Creating a simple device custom type #

Some nodes representing hardware devices using a custom type may be defined using the same record mechanism instead of implementing them in C++.

For example, the standard library xod-dev/ds-rtc requires an I2C bus and address of the device. These values pack in the records without any problems. This library uses a record to pass the bus object along with address as a single type, check out how it works.

C++ representation #

A record is laid out as a struct with fields of input terminals. Each field has the same type as the terminal and uses its label as the name, prefixed with field_. For example, if you set the label of a terminal to X it will be field_X in the struct.

The C++ implementation of the @/3d-acceleration record patch:

node {
    meta {
        struct Type {
            typeof_X field_X;
            typeof_Y field_Y;
            typeof_Z field_Z;
        };
    }

    void evaluate(Context ctx) {
        Type record;

        record.field_X = getValue<input_X>(ctx);
        record.field_Y = getValue<input_Y>(ctx);
        record.field_Z = getValue<input_Z>(ctx);

        emitValue<output_OUT>(ctx, record);
    }
}

In case you left terminal labels empty, it will be labeled, as it does with terminals: field_IN1, field_IN2, and so on for the multiple unlabeled terminals. For the single one unlabeled terminal, it will be just field_IN.

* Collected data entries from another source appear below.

//! # Gradewatch
//!
//! Polls institution backends for grade and schedule changes and pushes
//! notifications to configured channels.
//!
//! Usage:
//!   gradewatch run                     # Poll continuously (daemon)
//!   gradewatch once --force            # Single cycle for every target
//!   gradewatch plugins list            # Adapters available / installed
//!   gradewatch plugins install 10546   # Install an institution adapter
//!   gradewatch config init             # Write a starter config

mod cycle;
mod orchestrator;

use anyhow::{Context, Result};
use clap::{Parser, Subcommand};
use std::path::PathBuf;
use tracing_subscriber::EnvFilter;

use gradewatch_core::GradewatchConfig;

use crate::orchestrator::Orchestrator;

#[derive(Parser)]
#[command(
    name = "gradewatch",
    version,
    about = "🎓 Gradewatch — grade & schedule change notifier"
)]
struct Cli {
    /// Config file (default: ~/.gradewatch/config.toml)
    #[arg(short, long, global = true)]
    config: Option<PathBuf>,

    /// Verbose logging
    #[arg(short, long, global = true)]
    verbose: bool,

    #[command(subcommand)]
    command: Command,
}

#[derive(Subcommand)]
enum Command {
    /// Poll continuously until ctrl-c
    Run,
    /// Run one cycle per target, then exit
    Once {
        /// Ask adapters to bypass their upstream caches
        #[arg(long)]
        force: bool,
    },
    /// Manage institution adapter plugins
    Plugins {
        #[command(subcommand)]
        command: PluginsCommand,
    },
    /// Inspect or initialize configuration
    Config {
        #[command(subcommand)]
        command: ConfigCommand,
    },
}

#[derive(Subcommand)]
enum PluginsCommand {
    /// Show available and installed adapters
    List,
    /// Download, verify, and install an adapter by school code
    Install { school_code: String },
    /// Update an adapter if the index carries a newer version
    Update { school_code: String },
    /// Remove an installed adapter
    Uninstall { school_code: String },
    /// Re-fetch the plugin index, bypassing the cache
    Refresh,
}

#[derive(Subcommand)]
enum ConfigCommand {
    /// Write a default config file if none exists
    Init,
    /// Print the config file path
    Path,
}

#[tokio::main]
async fn main() -> Result<()> {
    let cli = Cli::parse();

    let filter = if cli.verbose {
        "gradewatch=debug"
    } else {
        "gradewatch=info"
    };
    tracing_subscriber::fmt()
        .with_env_filter(
            EnvFilter::try_from_default_env().unwrap_or_else(|_| EnvFilter::new(filter)),
        )
        .with_target(false)
        .init();

    let config = match &cli.config {
        Some(path) => GradewatchConfig::load_from(path)
            .with_context(|| format!("load config {}", path.display()))?,
        None => GradewatchConfig::load().context("load config")?,
    };

    match cli.command {
        Command::Run => {
            let orchestrator = Orchestrator::new(config)?;
            orchestrator.run().await?;
        }
        Command::Once { force } => {
            let orchestrator = Orchestrator::new(config)?;
            let failures = orchestrator.run_once(force).await?;
            if failures > 0 {
                anyhow::bail!("{failures} target(s) failed");
            }
        }
        Command::Plugins { command } => run_plugins(command, config).await?,
        Command::Config { command } => run_config(command, cli.config)?,
    }
    Ok(())
}

async fn run_plugins(command: PluginsCommand, config: GradewatchConfig) -> Result<()> {
    let mut registry = gradewatch_plugins::PluginRegistry::new(&config.plugins)?;
    for adapter in gradewatch_plugins::builtin_adapters() {
        registry.register_builtin(adapter);
    }

    match command {
        PluginsCommand::List => {
            let builtins = registry.builtins();
            println!("Builtin adapters ({}):", builtins.len());
            for (code, name) in &builtins {
                println!("  {code}  {name}");
            }
            let installed = registry.installed();
            println!("\nInstalled adapters ({}):", installed.len());
            for (code, version) in &installed {
                println!("  {code}  {version}");
            }
            let available = registry.list_available().await;
            println!("\nAvailable adapters ({}):", available.len());
            for plugin in available {
                let marker = installed
                    .iter()
                    .any(|(code, _)| *code == plugin.school_code)
                    .then_some(" [installed]")
                    .unwrap_or("");
                println!(
                    "  {}  {}  {}{marker}",
                    plugin.school_code, plugin.school_name, plugin.plugin_version
                );
            }
        }
        PluginsCommand::Install { school_code } => {
            let descriptor = registry.install(&school_code).await?;
            println!(
                "✅ Installed {} ({}) version {}",
                descriptor.school_code, descriptor.school_name, descriptor.plugin_version
            );
        }
        PluginsCommand::Update { school_code } => {
            if registry.update_if_newer(&school_code).await? {
                println!("✅ {school_code} updated");
            } else {
                println!("{school_code} is already up to date");
            }
        }
        PluginsCommand::Uninstall { school_code } => {
            registry.uninstall(&school_code).await?;
            println!("✅ {school_code} uninstalled");
        }
        PluginsCommand::Refresh => {
            let count = registry.refresh_index().await?;
            println!("✅ Index refreshed: {count} adapters");
        }
    }
    Ok(())
}

fn run_config(command: ConfigCommand, config_path: Option<PathBuf>) -> Result<()> {
    let path = config_path.unwrap_or_else(GradewatchConfig::default_path);
    match command {
        ConfigCommand::Init => {
            if path.exists() {
                println!("Config already exists: {}", path.display());
            } else {
                GradewatchConfig::default().save_to(&path)?;
                println!("✅ Wrote default config: {}", path.display());
                println!("Edit it to add accounts and notification channels.");
            }
        }
        ConfigCommand::Path => println!("{}", path.display()),
    }
    Ok(())
}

The C++ implementation for the @/unpack-3d-acceleration patch:

node {
    void evaluate(Context ctx) {
        auto record = getValue<output_IN>(ctx);

        emitValue<output_X>(ctx, record.field_X);
        emitValue<output_Y>(ctx, record.field_Y);
        emitValue<output_Z>(ctx, record.field_Z);
    }
}

If you want to create your own C++ implementation for some purposes with records on inputs, you can get the record and access its fields the same way as in the implementation of the unpack record patch above.

–

1. To make a record type, you need to place the record marker node, the output-self node, and some input terminals.
2. It automatically creates an unpack patch and to-json specialization.
3. Records can contain any types, including other records.
4. Custom types without to-json specialization won’t let you serialize the entire record. However, you can create a missing specialization.
5. Records make it easy to send JSON serialized data to the feeds or other web services.
6. You can work with the records in your own C++ implemented patch as with a regular C++ struct.